• BRIEF: Return the records exactly, with nothing added.

(Collected data entries)
________

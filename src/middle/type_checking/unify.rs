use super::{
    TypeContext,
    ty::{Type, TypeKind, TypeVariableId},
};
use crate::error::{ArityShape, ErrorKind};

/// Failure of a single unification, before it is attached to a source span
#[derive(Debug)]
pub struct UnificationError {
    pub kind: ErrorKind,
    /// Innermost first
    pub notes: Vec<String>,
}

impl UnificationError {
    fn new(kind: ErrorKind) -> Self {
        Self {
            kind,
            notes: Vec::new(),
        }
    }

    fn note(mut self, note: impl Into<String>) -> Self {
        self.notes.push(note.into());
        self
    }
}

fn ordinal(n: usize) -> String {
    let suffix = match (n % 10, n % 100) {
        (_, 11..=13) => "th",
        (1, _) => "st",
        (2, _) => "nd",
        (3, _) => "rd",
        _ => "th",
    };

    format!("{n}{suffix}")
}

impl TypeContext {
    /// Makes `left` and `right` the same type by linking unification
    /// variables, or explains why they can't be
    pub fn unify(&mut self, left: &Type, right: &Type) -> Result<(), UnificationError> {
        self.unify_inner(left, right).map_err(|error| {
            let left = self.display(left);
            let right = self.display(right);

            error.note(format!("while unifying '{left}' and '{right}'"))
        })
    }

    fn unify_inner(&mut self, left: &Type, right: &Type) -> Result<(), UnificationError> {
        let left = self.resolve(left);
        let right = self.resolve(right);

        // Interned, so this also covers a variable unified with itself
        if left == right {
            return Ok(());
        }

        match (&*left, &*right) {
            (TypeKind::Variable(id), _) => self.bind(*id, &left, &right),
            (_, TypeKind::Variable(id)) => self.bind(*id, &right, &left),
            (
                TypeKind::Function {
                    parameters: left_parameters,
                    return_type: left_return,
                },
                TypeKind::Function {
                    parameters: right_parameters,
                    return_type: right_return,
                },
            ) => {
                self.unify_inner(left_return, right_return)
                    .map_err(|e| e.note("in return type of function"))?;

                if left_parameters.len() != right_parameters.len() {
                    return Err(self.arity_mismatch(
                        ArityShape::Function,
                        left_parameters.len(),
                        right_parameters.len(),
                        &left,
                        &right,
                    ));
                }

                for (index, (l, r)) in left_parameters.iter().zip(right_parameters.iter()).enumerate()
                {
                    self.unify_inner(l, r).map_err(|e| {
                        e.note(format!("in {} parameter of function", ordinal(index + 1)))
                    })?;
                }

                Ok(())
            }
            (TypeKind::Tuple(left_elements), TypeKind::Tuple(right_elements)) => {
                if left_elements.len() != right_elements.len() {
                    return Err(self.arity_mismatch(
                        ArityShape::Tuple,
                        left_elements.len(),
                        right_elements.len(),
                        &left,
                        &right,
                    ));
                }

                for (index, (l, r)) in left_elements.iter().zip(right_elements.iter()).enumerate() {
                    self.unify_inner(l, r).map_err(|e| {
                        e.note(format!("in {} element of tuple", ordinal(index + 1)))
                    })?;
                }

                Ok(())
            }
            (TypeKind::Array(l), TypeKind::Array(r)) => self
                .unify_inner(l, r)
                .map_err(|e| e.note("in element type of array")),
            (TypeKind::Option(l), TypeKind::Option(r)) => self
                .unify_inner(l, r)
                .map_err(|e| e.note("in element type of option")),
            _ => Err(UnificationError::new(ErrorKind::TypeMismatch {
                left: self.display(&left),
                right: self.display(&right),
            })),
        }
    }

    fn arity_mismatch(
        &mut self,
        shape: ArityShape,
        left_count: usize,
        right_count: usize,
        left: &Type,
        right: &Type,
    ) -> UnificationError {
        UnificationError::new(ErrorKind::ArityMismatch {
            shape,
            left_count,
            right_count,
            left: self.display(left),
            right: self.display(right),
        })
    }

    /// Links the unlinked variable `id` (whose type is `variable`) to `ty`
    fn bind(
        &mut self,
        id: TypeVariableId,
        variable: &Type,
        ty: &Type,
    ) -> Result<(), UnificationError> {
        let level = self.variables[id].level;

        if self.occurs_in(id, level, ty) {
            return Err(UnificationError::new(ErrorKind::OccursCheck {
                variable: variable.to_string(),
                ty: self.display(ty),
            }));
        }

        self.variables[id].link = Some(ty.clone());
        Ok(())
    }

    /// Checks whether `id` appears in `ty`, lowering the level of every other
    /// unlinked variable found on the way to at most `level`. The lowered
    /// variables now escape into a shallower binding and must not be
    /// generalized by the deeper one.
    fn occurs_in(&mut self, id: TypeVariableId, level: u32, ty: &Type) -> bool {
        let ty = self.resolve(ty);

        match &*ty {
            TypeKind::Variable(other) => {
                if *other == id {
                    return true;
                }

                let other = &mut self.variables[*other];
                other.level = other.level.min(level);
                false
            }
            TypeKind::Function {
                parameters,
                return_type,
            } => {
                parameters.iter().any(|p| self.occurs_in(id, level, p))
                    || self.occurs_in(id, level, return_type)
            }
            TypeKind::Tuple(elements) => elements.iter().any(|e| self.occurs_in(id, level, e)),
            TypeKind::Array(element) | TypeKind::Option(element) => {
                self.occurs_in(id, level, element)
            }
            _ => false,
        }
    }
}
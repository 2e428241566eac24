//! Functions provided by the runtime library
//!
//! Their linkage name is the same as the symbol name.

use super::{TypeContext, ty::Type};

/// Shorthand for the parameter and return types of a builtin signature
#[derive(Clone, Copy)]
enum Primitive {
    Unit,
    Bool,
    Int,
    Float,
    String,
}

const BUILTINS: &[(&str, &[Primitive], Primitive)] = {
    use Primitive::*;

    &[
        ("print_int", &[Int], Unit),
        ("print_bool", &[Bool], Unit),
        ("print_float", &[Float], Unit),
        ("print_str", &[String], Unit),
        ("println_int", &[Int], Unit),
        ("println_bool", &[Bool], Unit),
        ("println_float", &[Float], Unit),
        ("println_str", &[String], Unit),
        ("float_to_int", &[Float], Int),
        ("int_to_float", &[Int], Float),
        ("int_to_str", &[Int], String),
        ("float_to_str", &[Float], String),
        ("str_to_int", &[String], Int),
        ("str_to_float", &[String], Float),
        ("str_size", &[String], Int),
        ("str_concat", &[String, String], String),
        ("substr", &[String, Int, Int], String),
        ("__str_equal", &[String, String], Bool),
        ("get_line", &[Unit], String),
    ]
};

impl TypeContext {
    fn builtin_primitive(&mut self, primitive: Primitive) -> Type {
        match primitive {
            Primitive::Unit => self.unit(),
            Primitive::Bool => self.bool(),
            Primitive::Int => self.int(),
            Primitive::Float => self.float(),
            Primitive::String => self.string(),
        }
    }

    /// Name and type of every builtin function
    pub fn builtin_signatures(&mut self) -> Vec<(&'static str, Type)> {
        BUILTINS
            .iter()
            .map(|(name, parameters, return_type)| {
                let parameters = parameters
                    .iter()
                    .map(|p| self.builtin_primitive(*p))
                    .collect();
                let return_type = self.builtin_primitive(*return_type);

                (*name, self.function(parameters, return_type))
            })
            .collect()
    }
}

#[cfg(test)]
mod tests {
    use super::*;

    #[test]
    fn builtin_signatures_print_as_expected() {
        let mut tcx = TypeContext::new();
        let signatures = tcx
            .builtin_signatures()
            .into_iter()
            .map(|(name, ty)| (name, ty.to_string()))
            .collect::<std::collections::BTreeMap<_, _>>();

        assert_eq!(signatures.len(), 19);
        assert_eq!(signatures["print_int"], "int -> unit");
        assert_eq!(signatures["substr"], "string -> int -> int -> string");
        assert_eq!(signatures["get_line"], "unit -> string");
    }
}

________

• RESPONSE AREA:
filename src/middle/type_checking/unify.rs
use super::{
    TypeContext,
    ty::{Type, TypeKind, TypeVariableId},
};
use crate::error::{ArityShape, ErrorKind};

/// Failure of a single unification, before it is attached to a source span
#[derive(Debug)]
pub struct UnificationError {
    pub kind: ErrorKind,
    /// Innermost first
    pub notes: Vec<String>,
}

impl UnificationError {
    fn new(kind: ErrorKind) -> Self {
        Self {
            kind,
            notes: Vec::new(),
        }
    }

    fn note(mut self, note: impl Into<String>) -> Self {
        self.notes.push(note.into());
        self
    }
}

fn ordinal(n: usize) -> String {
    let suffix = match (n % 10, n % 100) {
        (_, 11..=13) => "th",
        (1, _) => "st",
        (2, _) => "nd",
        (3, _) => "rd",
        _ => "th",
    };

    format!("{n}{suffix}")
}

impl TypeContext {
    /// Makes `left` and `right` the same type by linking unification
    /// variables, or explains why they can't be
    pub fn unify(&mut self, left: &Type, right: &Type) -> Result<(), UnificationError> {
        self.unify_inner(left, right).map_err(|error| {
            let left = self.display(left);
            let right = self.display(right);

            error.note(format!("while unifying '{left}' and '{right}'"))
        })
    }

    fn unify_inner(&mut self, left: &Type, right: &Type) -> Result<(), UnificationError> {
        let left = self.resolve(left);
        let right = self.resolve(right);

        // Interned, so this also covers a variable unified with itself
        if left == right {
            return Ok(());
        }

        match (&*left, &*right) {
            (TypeKind::Variable(id), _) => self.bind(*id, &left, &right),
            (_, TypeKind::Variable(id)) => self.bind(*id, &right, &left),
            (
                TypeKind::Function {
                    parameters: left_parameters,
                    return_type: left_return,
                },
                TypeKind::Function {
                    parameters: right_parameters,
                    return_type: right_return,
                },
            ) => {
                self.unify_inner(left_return, right_return)
                    .map_err(|e| e.note("in return type of function"))?;

                if left_parameters.len() != right_parameters.len() {
                    return Err(self.arity_mismatch(
                        ArityShape::Function,
                        left_parameters.len(),
                        right_parameters.len(),
                        &left,
                        &right,
                    ));
                }

                for (index, (l, r)) in left_parameters.iter().zip(right_parameters.iter()).enumerate()
                {
                    self.unify_inner(l, r).map_err(|e| {
                        e.note(format!("in {} parameter of function", ordinal(index + 1)))
                    })?;
                }

                Ok(())
            }
            (TypeKind::Tuple(left_elements), TypeKind::Tuple(right_elements)) => {
                if left_elements.len() != right_elements.len() {
                    return Err(self.arity_mismatch(
                        ArityShape::Tuple,
                        left_elements.len(),
                        right_elements.len(),
                        &left,
                        &right,
                    ));
                }

                for (index, (l, r)) in left_elements.iter().zip(right_elements.iter()).enumerate() {
                    self.unify_inner(l, r).map_err(|e| {
                        e.note(format!("in {} element of tuple", ordinal(index + 1)))
                    })?;
                }

                Ok(())
            }
            (TypeKind::Array(l), TypeKind::Array(r)) => self
                .unify_inner(l, r)
                .map_err(|e| e.note("in element type of array")),
            (TypeKind::Option(l), TypeKind::Option(r)) => self
                .unify_inner(l, r)
                .map_err(|e| e.note("in element type of option")),
            _ => Err(UnificationError::new(ErrorKind::TypeMismatch {
                left: self.display(&left),
                right: self.display(&right),
            })),
        }
    }

    fn arity_mismatch(
        &mut self,
        shape: ArityShape,
        left_count: usize,
        right_count: usize,
        left: &Type,
        right: &Type,
    ) -> UnificationError {
        UnificationError::new(ErrorKind::ArityMismatch {
            shape,
            left_count,
            right_count,
            left: self.display(left),
            right: self.display(right),
        })
    }

    /// Links the unlinked variable `id` (whose type is `variable`) to `ty`
    fn bind(
        &mut self,
        id: TypeVariableId,
        variable: &Type,
        ty: &Type,
    ) -> Result<(), UnificationError> {
        let level = self.variables[id].level;

        if self.occurs_in(id, level, ty) {
            return Err(UnificationError::new(ErrorKind::OccursCheck {
                variable: variable.to_string(),
                ty: self.display(ty),
            }));
        }

        self.variables[id].link = Some(ty.clone());
        Ok(())
    }

    /// Checks whether `id` appears in `ty`, lowering the level of every other
    /// unlinked variable found on the way to at most `level`. The lowered
    /// variables now escape into a shallower binding and must not be
    /// generalized by the deeper one.
    fn occurs_in(&mut self, id: TypeVariableId, level: u32, ty: &Type) -> bool {
        let ty = self.resolve(ty);

        match &*ty {
            TypeKind::Variable(other) => {
                if *other == id {
                    return true;
                }

                let other = &mut self.variables[*other];
                other.level = other.level.min(level);
                false
            }
            TypeKind::Function {
                parameters,
                return_type,
            } => {
                parameters.iter().any(|p| self.occurs_in(id, level, p))
                    || self.occurs_in(id, level, return_type)
            }
            TypeKind::Tuple(elements) => elements.iter().any(|e| self.occurs_in(id, level, e)),
            TypeKind::Array(element) | TypeKind::Option(element) => {
                self.occurs_in(id, level, element)
            }
            _ => false,
        }
    }
}
repository 2e428241566eac24
//! Functions provided by the runtime library
//!
//! Their linkage name is the same as the symbol name.

use super::{TypeContext, ty::Type};

/// Shorthand for the parameter and return types of a builtin signature
#[derive(Clone, Copy)]
enum Primitive {
    Unit,
    Bool,
    Int,
    Float,
    String,
}

const BUILTINS: &[(&str, &[Primitive], Primitive)] = {
    use Primitive::*;

    &[
        ("print_int", &[Int], Unit),
        ("print_bool", &[Bool], Unit),
        ("print_float", &[Float], Unit),
        ("print_str", &[String], Unit),
        ("println_int", &[Int], Unit),
        ("println_bool", &[Bool], Unit),
        ("println_float", &[Float], Unit),
        ("println_str", &[String], Unit),
        ("float_to_int", &[Float], Int),
        ("int_to_float", &[Int], Float),
        ("int_to_str", &[Int], String),
        ("float_to_str", &[Float], String),
        ("str_to_int", &[String], Int),
        ("str_to_float", &[String], Float),
        ("str_size", &[String], Int),
        ("str_concat", &[String, String], String),
        ("substr", &[String, Int, Int], String),
        ("__str_equal", &[String, String], Bool),
        ("get_line", &[Unit], String),
    ]
};

impl TypeContext {
    fn builtin_primitive(&mut self, primitive: Primitive) -> Type {
        match primitive {
            Primitive::Unit => self.unit(),
            Primitive::Bool => self.bool(),
            Primitive::Int => self.int(),
            Primitive::Float => self.float(),
            Primitive::String => self.string(),
        }
    }

    /// Name and type of every builtin function
    pub fn builtin_signatures(&mut self) -> Vec<(&'static str, Type)> {
        BUILTINS
            .iter()
            .map(|(name, parameters, return_type)| {
                let parameters = parameters
                    .iter()
                    .map(|p| self.builtin_primitive(*p))
                    .collect();
                let return_type = self.builtin_primitive(*return_type);

                (*name, self.function(parameters, return_type))
            })
            .collect()
    }
}

#[cfg(test)]
mod tests {
    use super::*;

    #[test]
    fn builtin_signatures_print_as_expected() {
        let mut tcx = TypeContext::new();
        let signatures = tcx
            .builtin_signatures()
            .into_iter()
            .map(|(name, ty)| (name, ty.to_string()))
            .collect::<std::collections::BTreeMap<_, _>>();

        assert_eq!(signatures.len(), 19);
        assert_eq!(signatures["print_int"], "int -> unit");
        assert_eq!(signatures["substr"], "string -> int -> int -> string");
        assert_eq!(signatures["get_line"], "unit -> string");
    }
}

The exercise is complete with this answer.